Ainsi, participent au Super 8 (ordre aléatoire) :
– Yoshihide Muroya,
– Nigel Lamb,
– Matt Hall,
– Nicolas Ivanoff,
– Paul Bonhomme,
– Hannes Arch,
– Martin Sonka,
– Pete Mc Leod.
Martin Sonka s’élance. Dans la chicane, il a du mal à maintenir une altitude régulière. Et il part à la faute lors du franchissement de la deuxième partie : un peu trop de hauteur et 2 secondes de pénalité. Il en termine avec son run mais paraît déçu…
Derrière lui, Nicolas Ivanoff effectue un run sans pénalité en 1:01:671 avec toutefois une petite suée sur la porte N°5 (encore elle), puisqu’il la franchit à la limite d’altitude maximum.
Matt Hall enchaîne avec un pilotage très sec et précis. Il gère superbement bien son altitude dans la chicane et, au premier partiel, est en avance de 24 dixièmes sur Ivanoff. Malheureusement pour lui, il décapite (littéralement) de son aile gauche, un pylône. Devinez lequel… Oui, vous avez trouvé, celui de la porte N°5 ! Il est disqualifié et Ivanoff effectue un pas de plus vers la « Final 4 ».

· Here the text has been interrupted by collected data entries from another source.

//! API response DTOs for store content

use chrono::{DateTime, Utc};
use serde::Serialize;

use crate::constants::{AVATAR_SIZE_PX, COVER_HEIGHT_PX, COVER_WIDTH_PX};
use crate::domain::cosplayers::{Cosplayer, SocialLinks};
use crate::domain::posts::{Author, Post};
use crate::services::image_url::ImageUrlBuilder;

/// Cosplayer card, image refs resolved to CDN URLs
#[derive(Debug, Clone, Serialize)]
#[serde(rename_all = "camelCase")]
pub struct CosplayerResponse {
    pub id: String,
    pub name: Option<String>,
    pub slug: Option<String>,
    pub twitter_username: Option<String>,
    /// Uploaded avatar when present, otherwise the external URL saved at creation
    pub avatar_url: Option<String>,
    pub cover_url: Option<String>,
    pub bio: Option<String>,
    pub tags: Vec<String>,
    pub followers_count: u64,
    pub following_count: u64,
    pub social_links: Option<SocialLinks>,
    pub last_updated: Option<DateTime<Utc>>,
}

impl CosplayerResponse {
    pub fn new(c: Cosplayer, images: &ImageUrlBuilder) -> Self {
        let avatar_url = c
            .profile_image
            .as_ref()
            .and_then(|img| images.url_for(img, Some(AVATAR_SIZE_PX), Some(AVATAR_SIZE_PX)))
            .or(c.profile_image_url);
        let cover_url = c
            .cover_image
            .as_ref()
            .and_then(|img| images.url_for(img, Some(COVER_WIDTH_PX), Some(COVER_HEIGHT_PX)));

        Self {
            id: c.id,
            name: c.name,
            slug: c.slug.map(|s| s.current),
            twitter_username: c.twitter_username,
            avatar_url,
            cover_url,
            bio: c.bio,
            tags: c.tags.unwrap_or_default(),
            followers_count: whole_count(c.followers_count),
            following_count: whole_count(c.following_count),
            social_links: c.social_links,
            last_updated: c.last_updated,
        }
    }
}

/// Counts are free-form numbers in the store: floor them, negatives become 0
fn whole_count(value: Option<f64>) -> u64 {
    value
        .filter(|v| v.is_finite() && *v > 0.0)
        .map(|v| v.floor() as u64)
        .unwrap_or(0)
}

#[derive(Debug, Clone, Serialize)]
#[serde(rename_all = "camelCase")]
pub struct AuthorResponse {
    pub name: Option<String>,
    pub image_url: Option<String>,
}

impl AuthorResponse {
    fn new(a: Author, images: &ImageUrlBuilder) -> Self {
        Self {
            name: a.name,
            image_url: a.image.as_ref().and_then(|img| images.url_for(img, None, None)),
        }
    }
}

#[derive(Debug, Clone, Serialize)]
#[serde(rename_all = "camelCase")]
pub struct PostResponse {
    pub id: String,
    pub title: Option<String>,
    pub slug: String,
    pub created_at: DateTime<Utc>,
    pub excerpt: Option<String>,
    pub cover_url: Option<String>,
    /// Only present on single-post reads
    #[serde(skip_serializing_if = "Option::is_none")]
    pub body: Option<serde_json::Value>,
    pub author: Option<AuthorResponse>,
}

impl PostResponse {
    pub fn new(p: Post, images: &ImageUrlBuilder) -> Self {
        Self {
            id: p.id,
            title: p.title,
            slug: p.slug.current,
            created_at: p.created_at,
            excerpt: p.excerpt,
            cover_url: p
                .cover_image
                .as_ref()
                .and_then(|img| images.url_for(img, Some(COVER_WIDTH_PX), Some(COVER_HEIGHT_PX))),
            body: p.body,
            author: p.author.map(|a| AuthorResponse::new(a, images)),
        }
    }
}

Le Japonais Yoshihide Muroya décolle le katana entre les dents et, avec un pilotage digne d’un samouraï devance Ivanoff de 37 dixièmes dès le premier intermédiaire ! Violentes corrections, pilotage viril, le Nippon ne ménage pas sa machine, et contre toute attente, ça paye : il en termine avec 1 seconde et 36 dixièmes d’avance sur le temps du « Corse Rapide ».
Lorsqu’il passe la starting gate, le Canadien Pete McLeod semble avoir retenu la leçon de son erreur lors du « Top 12 » qui manqua de le disqualifier. Cette fois, il semble bien plus doux sur les commandes. Sa stratégie est récompensée au passage de la ligne d’arrivée puisqu’il devance Muroya de 12 centièmes.

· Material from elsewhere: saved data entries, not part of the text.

//! Cosplayer endpoints (/api/cosplayers, /api/save-cosplayer)

use axum::{
    Json, Router,
    extract::{Path, State, rejection::JsonRejection},
    http::StatusCode,
    routing::{get, post},
};
use chrono::Utc;
use serde::Serialize;
use serde_json::Value;
use std::sync::Arc;
use tracing::{error, info, warn};

use super::CosplayerResponse;
use crate::AppState;
use crate::domain::cosplayers::{self, PersistError, ProfileDraft};
use crate::services::error::{ApiError, LogErr};

pub fn routes() -> Router<Arc<AppState>> {
    Router::new()
        .route("/api/cosplayers", get(list_cosplayers))
        .route("/api/cosplayers/{slug}", get(get_cosplayer))
        .route("/api/save-cosplayer", post(save_cosplayer))
}

#[derive(Debug, Serialize)]
pub struct SaveCosplayerResponse {
    pub success: bool,
    /// The document as stored, including store-assigned `_id` and `_rev`
    pub cosplayer: Value,
    pub message: &'static str,
}

/// GET /api/cosplayers - Active cosplayers, newest first
async fn list_cosplayers(
    State(state): State<Arc<AppState>>,
) -> Result<Json<Vec<CosplayerResponse>>, ApiError> {
    let list = cosplayers::list_cosplayers(state.store.as_ref())
        .await
        .log_500("Failed to fetch cosplayers")?;

    Ok(Json(
        list.into_iter()
            .map(|c| CosplayerResponse::new(c, &state.images))
            .collect(),
    ))
}

/// GET /api/cosplayers/{slug}
async fn get_cosplayer(
    State(state): State<Arc<AppState>>,
    Path(slug): Path<String>,
) -> Result<Json<CosplayerResponse>, ApiError> {
    let cosplayer = cosplayers::get_cosplayer_by_slug(state.store.as_ref(), &slug)
        .await
        .log_500("Failed to fetch cosplayer")?
        .ok_or_else(|| ApiError::not_found("Cosplayer not found"))?;

    Ok(Json(CosplayerResponse::new(cosplayer, &state.images)))
}

/// POST /api/save-cosplayer - Create one profile document from a client draft
async fn save_cosplayer(
    State(state): State<Arc<AppState>>,
    payload: Result<Json<ProfileDraft>, JsonRejection>,
) -> Result<Json<SaveCosplayerResponse>, ApiError> {
    let Json(draft) = payload?;

    let created = cosplayers::create_cosplayer(state.store.as_ref(), draft, Utc::now())
        .await
        .map_err(persist_error_response)?;

    let id = created.get("_id").and_then(Value::as_str).unwrap_or("<no id>");
    info!("[cosplayers] Created {}", id);

    Ok(Json(SaveCosplayerResponse {
        success: true,
        cosplayer: created,
        message: "Cosplayer profile created successfully",
    }))
}

fn persist_error_response(e: PersistError) -> ApiError {
    match e {
        PersistError::Validation(message) => ApiError::bad_request(message),
        PersistError::Duplicate(inner) => {
            warn!("[cosplayers] Duplicate profile: {}", inner);
            ApiError::new(StatusCode::CONFLICT, "A cosplayer with this name already exists")
                .with_details(inner.to_string())
        }
        PersistError::Store(inner) => {
            error!("[cosplayers] Save failed: {}", inner);
            ApiError::internal("Failed to save cosplayer").with_details(inner.to_string())
        }
        PersistError::Encode(inner) => {
            error!("[cosplayers] Save failed: {}", inner);
            ApiError::internal("Failed to save cosplayer").with_details(inner.to_string())
        }
    }
}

Monsieur Paul Bonhomme s’élance : style vif mais néanmoins très « coulé », reconnaissable entre mille. Il termine largement devant Mc Leod avec pratiquement 1 seconde d’avance.
Son rival direct, Hannes Arch, décolle. A cet instant, Nicolas Ivanoff est encore qualifié pour la « Final 4 », mais l’Autrichien est un gros client et dès son entrée sur le track, Arch affiche une vitesse quasi-parfaite : 198 nœuds. Dès le premier partiel, il devance Bonhomme de 24 centièmes. Ces conditions météorologiques semblent convenir à l’Autrichien. Et bien qu’il rende un peu de temps aux deuxièmes et troisièmes partiels, il franchit finalement la ligne d’arrivée en tête, 11 centièmes devant Bonhomme, malgré un passage un peu juste à la porte n°9.
Nicolas Ivanoff est sorti, au pied de la « Final 4 »… mais on suivra la course jusqu’au bout !
FINAL 4 :
Sont ainsi qualifiés pour la finale 4 :
1 – Hannes Arch en 0:59:081
2 – Paul Bonhomme en 0:59:191
3 – Pete McLeod en 1:00:174
4 – Yoshihide Muroya en 1:00:303
Yoshihide Muroya retourne au combat, toujours soutenu par des fans « très Nippons »… entendez par là, excentriques, très sympathiques, drôles et fair-play. Le japonais qui n’a jamais connu de podium joue son va-tout. Il entre dans le track avec une vitesse de 197 nœuds. Il vole proprement et en termine en 1:00:13. C’est un bon temps, il peut espérer un podium.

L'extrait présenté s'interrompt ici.